### Exercise brief
Lines from the beginning of the data below through the one containing "network activity. Model" are to be printed exactly as they appear.

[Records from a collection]
=== Begin Enclosure ===
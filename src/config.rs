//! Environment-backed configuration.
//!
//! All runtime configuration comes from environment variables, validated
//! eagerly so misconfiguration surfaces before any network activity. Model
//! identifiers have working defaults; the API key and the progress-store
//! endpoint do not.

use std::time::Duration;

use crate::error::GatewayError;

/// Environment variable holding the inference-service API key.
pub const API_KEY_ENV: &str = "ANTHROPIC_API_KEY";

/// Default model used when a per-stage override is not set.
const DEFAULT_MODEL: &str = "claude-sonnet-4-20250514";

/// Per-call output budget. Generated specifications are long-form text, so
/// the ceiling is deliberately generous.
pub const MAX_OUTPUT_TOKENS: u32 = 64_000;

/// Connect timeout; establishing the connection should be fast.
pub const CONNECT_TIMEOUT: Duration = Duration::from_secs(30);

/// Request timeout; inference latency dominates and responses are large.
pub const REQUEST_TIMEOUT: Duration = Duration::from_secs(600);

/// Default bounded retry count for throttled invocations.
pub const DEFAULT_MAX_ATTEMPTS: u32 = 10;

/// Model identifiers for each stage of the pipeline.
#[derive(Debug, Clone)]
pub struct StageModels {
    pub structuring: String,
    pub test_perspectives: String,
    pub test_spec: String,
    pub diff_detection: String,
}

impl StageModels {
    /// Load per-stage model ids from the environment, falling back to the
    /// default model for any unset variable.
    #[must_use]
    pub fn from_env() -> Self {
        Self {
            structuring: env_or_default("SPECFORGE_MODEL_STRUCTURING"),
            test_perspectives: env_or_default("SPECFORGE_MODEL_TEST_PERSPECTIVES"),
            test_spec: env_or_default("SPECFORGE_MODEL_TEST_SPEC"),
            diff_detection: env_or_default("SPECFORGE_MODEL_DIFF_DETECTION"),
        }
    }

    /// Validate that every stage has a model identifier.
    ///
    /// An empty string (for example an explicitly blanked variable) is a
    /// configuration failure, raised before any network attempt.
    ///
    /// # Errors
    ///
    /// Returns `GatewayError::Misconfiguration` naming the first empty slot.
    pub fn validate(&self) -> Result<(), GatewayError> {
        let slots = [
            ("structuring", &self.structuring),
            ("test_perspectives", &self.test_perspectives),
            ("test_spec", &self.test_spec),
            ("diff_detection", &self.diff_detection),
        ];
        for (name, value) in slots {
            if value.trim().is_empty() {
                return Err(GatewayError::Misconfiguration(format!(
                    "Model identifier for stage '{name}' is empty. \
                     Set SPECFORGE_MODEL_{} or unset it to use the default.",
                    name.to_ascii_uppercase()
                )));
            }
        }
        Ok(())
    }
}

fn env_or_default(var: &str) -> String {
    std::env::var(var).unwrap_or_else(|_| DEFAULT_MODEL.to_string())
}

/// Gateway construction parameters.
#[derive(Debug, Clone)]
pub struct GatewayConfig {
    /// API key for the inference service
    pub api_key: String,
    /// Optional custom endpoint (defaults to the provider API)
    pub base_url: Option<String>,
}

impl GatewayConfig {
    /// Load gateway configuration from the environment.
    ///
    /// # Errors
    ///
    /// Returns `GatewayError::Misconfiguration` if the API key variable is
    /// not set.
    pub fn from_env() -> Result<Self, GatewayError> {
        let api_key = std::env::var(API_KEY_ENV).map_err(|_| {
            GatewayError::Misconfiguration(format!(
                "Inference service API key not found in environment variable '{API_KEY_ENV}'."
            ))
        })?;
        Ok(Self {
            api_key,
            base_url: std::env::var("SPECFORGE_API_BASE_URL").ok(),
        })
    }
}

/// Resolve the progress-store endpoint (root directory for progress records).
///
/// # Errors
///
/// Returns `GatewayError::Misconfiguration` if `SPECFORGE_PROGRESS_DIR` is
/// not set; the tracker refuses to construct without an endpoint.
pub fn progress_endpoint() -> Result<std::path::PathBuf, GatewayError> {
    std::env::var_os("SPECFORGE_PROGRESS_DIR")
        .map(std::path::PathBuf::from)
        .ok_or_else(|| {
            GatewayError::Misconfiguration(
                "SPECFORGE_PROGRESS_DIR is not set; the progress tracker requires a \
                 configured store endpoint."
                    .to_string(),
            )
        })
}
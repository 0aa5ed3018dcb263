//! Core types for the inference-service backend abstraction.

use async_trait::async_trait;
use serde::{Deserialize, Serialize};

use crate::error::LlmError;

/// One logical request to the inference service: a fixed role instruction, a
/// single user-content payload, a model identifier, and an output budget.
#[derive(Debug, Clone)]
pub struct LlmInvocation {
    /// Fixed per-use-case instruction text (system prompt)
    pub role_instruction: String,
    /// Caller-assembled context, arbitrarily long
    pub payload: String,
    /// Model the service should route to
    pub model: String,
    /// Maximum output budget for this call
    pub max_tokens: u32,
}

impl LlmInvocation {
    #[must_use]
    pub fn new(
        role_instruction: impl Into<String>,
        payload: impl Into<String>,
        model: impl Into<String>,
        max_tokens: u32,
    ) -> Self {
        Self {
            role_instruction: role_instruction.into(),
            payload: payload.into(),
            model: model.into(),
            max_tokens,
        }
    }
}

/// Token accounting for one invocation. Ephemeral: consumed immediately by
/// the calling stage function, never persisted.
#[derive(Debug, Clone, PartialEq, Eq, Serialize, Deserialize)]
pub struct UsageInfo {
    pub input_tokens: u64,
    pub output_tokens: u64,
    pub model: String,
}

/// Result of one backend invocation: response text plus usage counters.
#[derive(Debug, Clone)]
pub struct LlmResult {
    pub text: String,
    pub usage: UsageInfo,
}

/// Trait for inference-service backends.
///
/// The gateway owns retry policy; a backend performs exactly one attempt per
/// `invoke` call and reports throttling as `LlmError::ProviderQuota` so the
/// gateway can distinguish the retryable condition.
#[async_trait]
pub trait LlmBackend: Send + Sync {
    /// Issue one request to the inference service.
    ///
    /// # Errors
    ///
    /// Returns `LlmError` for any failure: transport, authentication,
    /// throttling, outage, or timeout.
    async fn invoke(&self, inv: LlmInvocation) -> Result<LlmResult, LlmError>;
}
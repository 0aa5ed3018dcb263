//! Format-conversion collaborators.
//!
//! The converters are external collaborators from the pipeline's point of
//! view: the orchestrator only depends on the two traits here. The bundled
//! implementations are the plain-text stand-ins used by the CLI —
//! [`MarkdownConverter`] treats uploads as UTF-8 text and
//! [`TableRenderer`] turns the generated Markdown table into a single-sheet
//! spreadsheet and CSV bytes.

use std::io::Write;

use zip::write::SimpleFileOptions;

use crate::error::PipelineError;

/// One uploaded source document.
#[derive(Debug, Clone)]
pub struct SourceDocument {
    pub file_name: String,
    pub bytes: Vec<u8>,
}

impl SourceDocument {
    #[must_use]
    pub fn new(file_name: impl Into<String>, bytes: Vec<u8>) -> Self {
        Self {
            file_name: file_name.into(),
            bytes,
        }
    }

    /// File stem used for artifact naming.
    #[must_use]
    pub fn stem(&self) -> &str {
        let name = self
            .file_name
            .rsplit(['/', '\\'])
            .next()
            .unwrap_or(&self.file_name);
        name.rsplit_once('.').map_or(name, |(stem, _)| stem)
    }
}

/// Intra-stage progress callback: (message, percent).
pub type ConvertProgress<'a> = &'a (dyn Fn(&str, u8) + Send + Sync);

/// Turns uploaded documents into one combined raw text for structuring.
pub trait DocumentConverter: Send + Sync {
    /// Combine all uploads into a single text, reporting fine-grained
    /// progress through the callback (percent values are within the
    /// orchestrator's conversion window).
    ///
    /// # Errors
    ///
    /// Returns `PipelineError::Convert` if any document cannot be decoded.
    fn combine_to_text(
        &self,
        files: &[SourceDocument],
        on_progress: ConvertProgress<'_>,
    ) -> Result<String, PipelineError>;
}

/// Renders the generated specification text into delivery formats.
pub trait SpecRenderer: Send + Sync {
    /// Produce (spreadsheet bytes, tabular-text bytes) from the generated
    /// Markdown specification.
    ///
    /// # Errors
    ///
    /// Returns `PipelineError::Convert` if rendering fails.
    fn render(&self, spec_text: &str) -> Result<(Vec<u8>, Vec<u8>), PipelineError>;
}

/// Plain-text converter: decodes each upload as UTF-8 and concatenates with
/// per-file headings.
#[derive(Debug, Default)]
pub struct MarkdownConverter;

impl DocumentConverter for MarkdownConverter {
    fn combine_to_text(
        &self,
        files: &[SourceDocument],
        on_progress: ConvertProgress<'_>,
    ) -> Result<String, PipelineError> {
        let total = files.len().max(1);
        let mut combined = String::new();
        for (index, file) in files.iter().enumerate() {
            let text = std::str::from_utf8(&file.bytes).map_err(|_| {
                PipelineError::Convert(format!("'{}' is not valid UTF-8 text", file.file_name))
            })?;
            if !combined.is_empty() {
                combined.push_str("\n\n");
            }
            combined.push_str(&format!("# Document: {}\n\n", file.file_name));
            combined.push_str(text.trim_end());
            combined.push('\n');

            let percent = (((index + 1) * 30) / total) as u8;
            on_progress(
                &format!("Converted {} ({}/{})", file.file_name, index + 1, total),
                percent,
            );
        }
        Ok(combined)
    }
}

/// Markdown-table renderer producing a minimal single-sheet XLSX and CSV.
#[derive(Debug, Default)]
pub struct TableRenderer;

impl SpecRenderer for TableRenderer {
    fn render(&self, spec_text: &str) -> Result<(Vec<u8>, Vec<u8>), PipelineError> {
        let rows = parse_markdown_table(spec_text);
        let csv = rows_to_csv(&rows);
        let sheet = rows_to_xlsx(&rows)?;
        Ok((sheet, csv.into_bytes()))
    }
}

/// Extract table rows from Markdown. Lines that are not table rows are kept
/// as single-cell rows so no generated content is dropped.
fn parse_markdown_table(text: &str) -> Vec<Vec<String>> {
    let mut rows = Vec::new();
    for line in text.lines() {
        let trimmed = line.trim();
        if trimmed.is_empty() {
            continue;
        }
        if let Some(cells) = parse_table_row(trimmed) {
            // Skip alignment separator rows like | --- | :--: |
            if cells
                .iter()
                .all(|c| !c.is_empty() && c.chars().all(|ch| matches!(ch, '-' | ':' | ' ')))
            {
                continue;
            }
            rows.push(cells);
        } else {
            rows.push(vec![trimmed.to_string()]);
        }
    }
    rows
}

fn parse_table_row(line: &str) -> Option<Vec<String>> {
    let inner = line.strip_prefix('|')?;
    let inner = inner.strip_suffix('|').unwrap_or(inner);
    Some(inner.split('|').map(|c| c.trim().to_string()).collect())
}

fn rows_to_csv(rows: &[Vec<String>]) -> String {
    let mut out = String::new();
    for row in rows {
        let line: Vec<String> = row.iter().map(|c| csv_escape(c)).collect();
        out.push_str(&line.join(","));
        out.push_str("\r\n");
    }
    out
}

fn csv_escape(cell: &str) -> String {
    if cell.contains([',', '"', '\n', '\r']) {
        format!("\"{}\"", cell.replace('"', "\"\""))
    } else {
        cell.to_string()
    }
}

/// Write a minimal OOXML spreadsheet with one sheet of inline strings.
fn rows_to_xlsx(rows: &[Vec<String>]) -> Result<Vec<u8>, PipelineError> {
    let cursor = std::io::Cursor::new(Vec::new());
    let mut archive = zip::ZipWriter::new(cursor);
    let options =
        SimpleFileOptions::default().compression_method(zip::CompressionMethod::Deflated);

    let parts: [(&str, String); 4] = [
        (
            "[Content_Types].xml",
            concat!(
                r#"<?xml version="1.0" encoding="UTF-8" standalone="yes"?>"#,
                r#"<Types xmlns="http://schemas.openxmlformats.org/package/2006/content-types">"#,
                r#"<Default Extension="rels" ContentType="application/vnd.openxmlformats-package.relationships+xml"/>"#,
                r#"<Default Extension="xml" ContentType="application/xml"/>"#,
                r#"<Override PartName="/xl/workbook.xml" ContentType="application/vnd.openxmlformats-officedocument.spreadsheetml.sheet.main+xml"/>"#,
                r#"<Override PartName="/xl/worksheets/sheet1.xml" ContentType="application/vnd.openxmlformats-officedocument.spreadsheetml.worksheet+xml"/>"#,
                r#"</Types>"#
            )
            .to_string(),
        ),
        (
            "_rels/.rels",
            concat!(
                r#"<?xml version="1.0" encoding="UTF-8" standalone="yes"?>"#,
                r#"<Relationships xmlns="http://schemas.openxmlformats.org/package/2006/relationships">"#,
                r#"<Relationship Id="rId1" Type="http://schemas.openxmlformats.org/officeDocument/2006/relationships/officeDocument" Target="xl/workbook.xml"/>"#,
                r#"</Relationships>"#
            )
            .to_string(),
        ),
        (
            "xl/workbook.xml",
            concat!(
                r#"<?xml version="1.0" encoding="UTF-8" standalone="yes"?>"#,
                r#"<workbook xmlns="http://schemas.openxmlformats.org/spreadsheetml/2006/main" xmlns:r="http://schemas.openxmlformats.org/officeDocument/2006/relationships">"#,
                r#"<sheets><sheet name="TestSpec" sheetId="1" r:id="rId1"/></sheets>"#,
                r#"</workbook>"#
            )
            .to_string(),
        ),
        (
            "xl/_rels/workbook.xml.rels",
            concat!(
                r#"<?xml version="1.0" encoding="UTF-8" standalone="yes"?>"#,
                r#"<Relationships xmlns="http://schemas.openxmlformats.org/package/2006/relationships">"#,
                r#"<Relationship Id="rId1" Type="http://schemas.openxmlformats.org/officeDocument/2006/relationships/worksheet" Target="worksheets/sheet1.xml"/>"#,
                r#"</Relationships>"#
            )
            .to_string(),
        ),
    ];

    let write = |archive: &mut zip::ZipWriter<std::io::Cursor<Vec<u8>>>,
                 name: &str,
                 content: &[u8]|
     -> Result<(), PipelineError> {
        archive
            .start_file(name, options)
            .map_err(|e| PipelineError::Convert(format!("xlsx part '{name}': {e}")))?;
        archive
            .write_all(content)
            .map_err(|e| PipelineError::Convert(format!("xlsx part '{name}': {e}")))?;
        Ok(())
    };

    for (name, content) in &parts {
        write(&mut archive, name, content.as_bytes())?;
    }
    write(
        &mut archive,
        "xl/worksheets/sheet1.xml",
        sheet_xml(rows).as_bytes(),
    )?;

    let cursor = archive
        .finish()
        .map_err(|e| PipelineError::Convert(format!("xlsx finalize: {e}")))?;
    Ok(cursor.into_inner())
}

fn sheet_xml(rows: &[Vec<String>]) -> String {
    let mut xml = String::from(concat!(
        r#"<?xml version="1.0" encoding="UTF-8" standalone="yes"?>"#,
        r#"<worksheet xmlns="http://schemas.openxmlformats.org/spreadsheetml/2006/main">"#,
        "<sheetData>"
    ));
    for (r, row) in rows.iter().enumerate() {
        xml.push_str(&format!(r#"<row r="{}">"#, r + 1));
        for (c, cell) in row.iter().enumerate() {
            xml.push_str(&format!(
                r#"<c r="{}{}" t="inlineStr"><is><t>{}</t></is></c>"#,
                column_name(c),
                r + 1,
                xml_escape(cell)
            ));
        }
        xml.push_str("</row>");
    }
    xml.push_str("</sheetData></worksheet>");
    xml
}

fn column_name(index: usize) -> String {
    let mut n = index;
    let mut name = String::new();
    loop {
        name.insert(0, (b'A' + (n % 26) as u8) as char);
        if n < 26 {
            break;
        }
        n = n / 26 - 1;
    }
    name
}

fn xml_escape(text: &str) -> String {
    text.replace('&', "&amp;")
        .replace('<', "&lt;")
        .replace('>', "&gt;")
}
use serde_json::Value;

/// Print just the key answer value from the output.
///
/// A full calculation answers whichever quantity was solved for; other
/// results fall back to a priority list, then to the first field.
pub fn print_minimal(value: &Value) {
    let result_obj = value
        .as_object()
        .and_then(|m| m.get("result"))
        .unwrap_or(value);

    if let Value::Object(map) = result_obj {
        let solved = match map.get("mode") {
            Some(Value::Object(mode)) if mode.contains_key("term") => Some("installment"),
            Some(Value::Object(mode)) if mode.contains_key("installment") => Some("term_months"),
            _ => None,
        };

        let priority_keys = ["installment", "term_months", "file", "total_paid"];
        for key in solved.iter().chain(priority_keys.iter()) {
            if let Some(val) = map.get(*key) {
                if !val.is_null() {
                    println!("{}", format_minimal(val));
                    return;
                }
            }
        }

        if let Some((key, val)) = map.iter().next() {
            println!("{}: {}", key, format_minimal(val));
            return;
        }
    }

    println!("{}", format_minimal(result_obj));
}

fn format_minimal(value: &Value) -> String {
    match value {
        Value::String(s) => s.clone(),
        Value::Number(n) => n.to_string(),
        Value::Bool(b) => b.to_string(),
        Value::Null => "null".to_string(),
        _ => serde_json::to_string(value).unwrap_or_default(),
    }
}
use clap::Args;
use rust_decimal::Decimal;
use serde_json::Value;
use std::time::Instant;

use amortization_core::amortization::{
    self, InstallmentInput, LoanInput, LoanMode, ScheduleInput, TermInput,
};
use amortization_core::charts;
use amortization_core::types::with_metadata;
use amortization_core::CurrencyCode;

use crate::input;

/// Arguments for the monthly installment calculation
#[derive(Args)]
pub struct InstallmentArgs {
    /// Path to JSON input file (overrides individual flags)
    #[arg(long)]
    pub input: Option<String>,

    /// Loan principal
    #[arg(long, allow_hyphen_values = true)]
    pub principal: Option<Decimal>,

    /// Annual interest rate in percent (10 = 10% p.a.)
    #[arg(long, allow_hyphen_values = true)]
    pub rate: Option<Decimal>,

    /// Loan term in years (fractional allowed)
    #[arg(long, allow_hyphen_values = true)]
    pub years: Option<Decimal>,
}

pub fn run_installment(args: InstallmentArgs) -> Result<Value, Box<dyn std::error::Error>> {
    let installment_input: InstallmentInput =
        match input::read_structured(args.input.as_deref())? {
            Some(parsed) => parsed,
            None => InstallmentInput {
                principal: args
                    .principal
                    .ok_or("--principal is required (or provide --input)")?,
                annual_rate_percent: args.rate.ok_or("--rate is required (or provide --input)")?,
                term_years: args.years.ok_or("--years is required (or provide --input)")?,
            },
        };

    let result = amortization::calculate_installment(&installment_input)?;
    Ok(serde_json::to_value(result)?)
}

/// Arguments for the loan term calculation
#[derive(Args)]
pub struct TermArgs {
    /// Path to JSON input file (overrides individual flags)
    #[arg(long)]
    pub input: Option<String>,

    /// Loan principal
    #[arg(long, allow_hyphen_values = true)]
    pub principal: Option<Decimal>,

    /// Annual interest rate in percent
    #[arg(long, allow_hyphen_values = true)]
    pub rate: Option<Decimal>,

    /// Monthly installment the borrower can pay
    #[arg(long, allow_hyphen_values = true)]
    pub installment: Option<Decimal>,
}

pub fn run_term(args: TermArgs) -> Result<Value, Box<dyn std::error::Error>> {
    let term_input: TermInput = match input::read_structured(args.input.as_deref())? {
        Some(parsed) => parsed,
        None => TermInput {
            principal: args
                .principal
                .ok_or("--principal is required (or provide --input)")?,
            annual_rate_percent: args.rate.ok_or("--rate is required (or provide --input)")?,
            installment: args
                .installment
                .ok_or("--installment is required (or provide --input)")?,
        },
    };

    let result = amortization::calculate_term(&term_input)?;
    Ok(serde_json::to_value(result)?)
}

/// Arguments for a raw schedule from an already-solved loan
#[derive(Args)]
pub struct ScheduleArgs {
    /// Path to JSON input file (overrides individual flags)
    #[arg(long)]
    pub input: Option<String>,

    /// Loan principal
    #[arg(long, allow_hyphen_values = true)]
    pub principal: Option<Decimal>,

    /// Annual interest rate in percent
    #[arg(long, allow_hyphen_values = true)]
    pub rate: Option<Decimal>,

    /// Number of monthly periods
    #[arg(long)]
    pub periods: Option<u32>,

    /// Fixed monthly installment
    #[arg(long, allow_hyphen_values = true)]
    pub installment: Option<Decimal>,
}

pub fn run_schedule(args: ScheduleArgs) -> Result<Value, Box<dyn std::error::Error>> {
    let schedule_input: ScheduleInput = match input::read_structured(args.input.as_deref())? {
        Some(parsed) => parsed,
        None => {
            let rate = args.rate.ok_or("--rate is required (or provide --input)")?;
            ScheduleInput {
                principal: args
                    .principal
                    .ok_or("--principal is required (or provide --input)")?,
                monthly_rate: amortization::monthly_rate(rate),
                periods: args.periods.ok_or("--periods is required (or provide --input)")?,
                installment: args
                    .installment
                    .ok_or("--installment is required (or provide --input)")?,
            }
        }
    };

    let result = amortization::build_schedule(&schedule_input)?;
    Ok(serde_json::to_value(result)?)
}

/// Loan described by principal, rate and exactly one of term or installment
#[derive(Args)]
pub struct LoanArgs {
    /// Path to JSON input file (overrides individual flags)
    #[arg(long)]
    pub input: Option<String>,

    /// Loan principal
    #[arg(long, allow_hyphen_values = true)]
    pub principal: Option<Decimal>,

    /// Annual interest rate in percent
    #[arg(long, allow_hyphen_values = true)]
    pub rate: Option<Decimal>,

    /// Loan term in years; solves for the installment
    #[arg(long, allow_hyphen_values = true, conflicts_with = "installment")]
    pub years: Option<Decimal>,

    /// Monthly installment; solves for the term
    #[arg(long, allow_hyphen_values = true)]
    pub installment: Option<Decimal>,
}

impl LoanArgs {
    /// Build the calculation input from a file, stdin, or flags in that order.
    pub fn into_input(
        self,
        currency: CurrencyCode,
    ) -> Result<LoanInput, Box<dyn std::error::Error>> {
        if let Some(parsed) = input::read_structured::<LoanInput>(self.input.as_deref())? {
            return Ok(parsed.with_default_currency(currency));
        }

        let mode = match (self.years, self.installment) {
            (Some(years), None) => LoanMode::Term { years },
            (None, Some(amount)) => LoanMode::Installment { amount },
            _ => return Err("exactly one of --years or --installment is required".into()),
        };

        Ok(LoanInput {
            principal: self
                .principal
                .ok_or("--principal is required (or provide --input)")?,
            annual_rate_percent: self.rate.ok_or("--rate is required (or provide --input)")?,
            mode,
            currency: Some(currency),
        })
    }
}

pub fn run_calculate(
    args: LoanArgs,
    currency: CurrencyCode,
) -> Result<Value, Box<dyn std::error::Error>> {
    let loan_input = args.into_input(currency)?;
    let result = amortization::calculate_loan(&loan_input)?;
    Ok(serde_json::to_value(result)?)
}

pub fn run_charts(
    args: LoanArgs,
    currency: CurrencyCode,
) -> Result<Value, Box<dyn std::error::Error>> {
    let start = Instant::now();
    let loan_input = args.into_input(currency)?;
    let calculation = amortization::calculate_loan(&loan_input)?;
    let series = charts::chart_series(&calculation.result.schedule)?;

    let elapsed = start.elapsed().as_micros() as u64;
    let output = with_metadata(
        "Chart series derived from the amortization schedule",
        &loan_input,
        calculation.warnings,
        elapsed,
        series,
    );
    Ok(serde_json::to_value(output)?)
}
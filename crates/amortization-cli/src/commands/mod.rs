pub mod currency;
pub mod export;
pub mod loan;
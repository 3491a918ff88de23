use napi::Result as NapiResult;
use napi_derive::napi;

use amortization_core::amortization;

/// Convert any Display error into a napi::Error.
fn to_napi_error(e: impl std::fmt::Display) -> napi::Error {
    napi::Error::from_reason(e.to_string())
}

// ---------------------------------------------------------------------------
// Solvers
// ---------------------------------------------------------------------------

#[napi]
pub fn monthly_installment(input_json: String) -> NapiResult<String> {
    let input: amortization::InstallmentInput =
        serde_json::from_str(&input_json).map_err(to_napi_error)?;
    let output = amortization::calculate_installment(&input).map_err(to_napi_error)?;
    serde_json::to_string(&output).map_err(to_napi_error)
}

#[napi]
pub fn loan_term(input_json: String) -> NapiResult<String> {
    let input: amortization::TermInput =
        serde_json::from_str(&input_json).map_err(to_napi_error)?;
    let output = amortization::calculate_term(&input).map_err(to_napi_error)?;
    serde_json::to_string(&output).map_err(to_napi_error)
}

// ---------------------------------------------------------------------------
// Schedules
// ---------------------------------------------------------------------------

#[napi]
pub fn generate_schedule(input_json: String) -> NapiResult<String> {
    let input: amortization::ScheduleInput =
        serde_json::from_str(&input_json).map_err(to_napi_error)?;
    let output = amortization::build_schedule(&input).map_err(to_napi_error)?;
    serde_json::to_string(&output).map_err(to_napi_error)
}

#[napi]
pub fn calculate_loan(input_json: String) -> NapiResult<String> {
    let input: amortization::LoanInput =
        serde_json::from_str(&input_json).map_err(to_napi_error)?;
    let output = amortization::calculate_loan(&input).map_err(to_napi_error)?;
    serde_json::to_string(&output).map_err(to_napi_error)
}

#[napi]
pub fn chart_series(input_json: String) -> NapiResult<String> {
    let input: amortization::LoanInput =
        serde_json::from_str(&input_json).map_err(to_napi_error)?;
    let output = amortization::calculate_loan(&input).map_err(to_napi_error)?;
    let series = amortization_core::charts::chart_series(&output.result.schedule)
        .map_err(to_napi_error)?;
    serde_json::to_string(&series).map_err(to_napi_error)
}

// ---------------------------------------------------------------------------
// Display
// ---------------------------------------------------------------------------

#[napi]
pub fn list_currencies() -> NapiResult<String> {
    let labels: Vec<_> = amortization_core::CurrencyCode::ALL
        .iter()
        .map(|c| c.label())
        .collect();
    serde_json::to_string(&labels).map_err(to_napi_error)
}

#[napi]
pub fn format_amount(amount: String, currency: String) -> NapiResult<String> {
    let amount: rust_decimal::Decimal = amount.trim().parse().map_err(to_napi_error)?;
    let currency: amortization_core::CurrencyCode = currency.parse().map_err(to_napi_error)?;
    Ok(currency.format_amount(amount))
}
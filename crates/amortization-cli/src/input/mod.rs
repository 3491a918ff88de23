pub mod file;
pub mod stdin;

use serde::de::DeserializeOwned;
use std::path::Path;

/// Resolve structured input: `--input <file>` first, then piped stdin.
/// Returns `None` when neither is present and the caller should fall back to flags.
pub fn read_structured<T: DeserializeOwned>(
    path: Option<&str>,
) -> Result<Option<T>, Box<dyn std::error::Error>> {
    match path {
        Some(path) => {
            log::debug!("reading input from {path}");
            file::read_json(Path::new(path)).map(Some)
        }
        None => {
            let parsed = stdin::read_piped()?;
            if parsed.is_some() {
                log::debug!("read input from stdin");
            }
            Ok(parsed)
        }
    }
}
=== End Enclosure ===
### Problem solution
filename src/config.rs
//! Environment-backed configuration.
//!
//! All runtime configuration comes from environment variables, validated
//! eagerly so misconfiguration surfaces before any network activity. Model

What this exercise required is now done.